Professor Nuvolati, quando e perché nasce il concetto di qualità della vita?

È a cavallo tra gli anni Cinquanta e Sessanta che è stato originato questo concetto, negli Stati Uniti dove si era visto che a un grande sviluppo economico, che aveva portato l’uomo persino sulla Luna, non corrispondeva un’altrettanta elevata soddisfazione da parte dei cittadini. Temi quali inquinamento, criminalità, disuguaglianza sociale cominciano a essere oggetto di studio proprio negli anni Cinquanta, passando anche in Europa e in particolare nei Paesi scandinavi, molto ricchi, con un ottimo welfare, ma i cittadini nei sondaggi si dichiaravano molto insoddisfatti della loro vita. Da qui si comincia ad approfondire il concetto di qualità della vita, creando indicatori oggetti e raccogliendo dati su aspetti differenti, dall’occupazione o disoccupazione al tempo libero.
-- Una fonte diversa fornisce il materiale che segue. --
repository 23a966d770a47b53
use clap::builder::{
	Styles,
	styling::{AnsiColor, Effects},
};

pub const VERSION: &str = concat!(
	env!("CARGO_PKG_VERSION"),
	"-",
	env!("VERGEN_GIT_SHA"),
	"-",
	env!("VERGEN_CARGO_TARGET_TRIPLE"),
);

pub fn styles() -> Styles {
	Styles::styled()
		.header(AnsiColor::Green.on_default() | Effects::BOLD)
		.usage(AnsiColor::Green.on_default() | Effects::BOLD)
		.literal(AnsiColor::Cyan.on_default() | Effects::BOLD)
		.placeholder(AnsiColor::Yellow.on_default())
}
pub mod discussion;
pub mod follows;
pub mod listings;
pub mod profiles;
pub mod recommend;
pub mod store;

mod error;

pub use discussion::{CommentRequest, DiscussionRequest, VoteRequest};
pub use error::{Error, Result};
pub use follows::{FollowRequest, FollowResponse};
pub use listings::{LikeResponse, SlugRequest, ViewResponse};
pub use profiles::{
	OnboardingRequest, Preferences, Profile, ProfileQuery, ProfileRequest, ProfileResponse,
	SaveProfileResponse,
};
pub use recommend::{RecommendRequest, RecommendedListing};
pub use store::{NewComment, NewPreferences, NewProfile, StartupStore};

use std::{future::Future, pin::Pin, sync::Arc};

use launchpad_config::Config;
use launchpad_domain::ScoreWeights;
use launchpad_storage::db::Db;

pub type BoxFuture<'a, T> = Pin<Box<dyn Future<Output = T> + Send + 'a>>;

pub struct LaunchpadService {
	pub cfg: Config,
	pub store: Arc<dyn StartupStore>,
	weights: ScoreWeights,
}
impl LaunchpadService {
	pub fn new(cfg: Config, db: Db) -> Self {
		Self::with_store(cfg, Arc::new(db))
	}

	pub fn with_store(cfg: Config, store: Arc<dyn StartupStore>) -> Self {
		let weights = ScoreWeights::from(&cfg.ranking);

		Self { cfg, store, weights }
	}

	pub fn weights(&self) -> &ScoreWeights {
		&self.weights
	}
}

/// Trimmed value, or `None` when absent or blank.
pub(crate) fn non_blank(value: Option<&str>) -> Option<&str> {
	value.map(str::trim).filter(|value| !value.is_empty())
}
Col tempo si sviluppa anche in altri Paesi per arrivare in Italia negli anni Settanta, col primo congresso dedicato.

Ma cos’è la qualità della vita?

È un tema complesso che va oltre la soddisfazione dei bisogni elementari basilari. Una volta soddisfatti questi nelle società evolute, ce ne sono altri, secondari e immateriali, difficilmente misurabili. Pensiamo alle relazioni sociali, alla reputazione individuale nell’ambito lavorativo, sociale, intimo, il livello di realizzazione personale. È un passaggio della soddisfazione data dall’avere a quella legata dall’essere e dal fare. C’è poi un altro aspetto difficilmente calcolabile: la soggettività. Ognuno di noi ha un’idea diversa di qualità della vita, che va al di là della soddisfazione personale e riguarda la propria felicità, un ambito emozionale. In una società rivolta al raggiungimento della qualità della vita, si deve pensare a rendere facile la conversione tra ciò che noi abbiamo e ciò che noi siamo; è uno dei passaggi più delicati, più difficili. Pensiamo la possibilità di applicare questa conversione in una città, costituita da una popolazione variegata, non solo costituita da residenti, ma anche da fruitori esterni.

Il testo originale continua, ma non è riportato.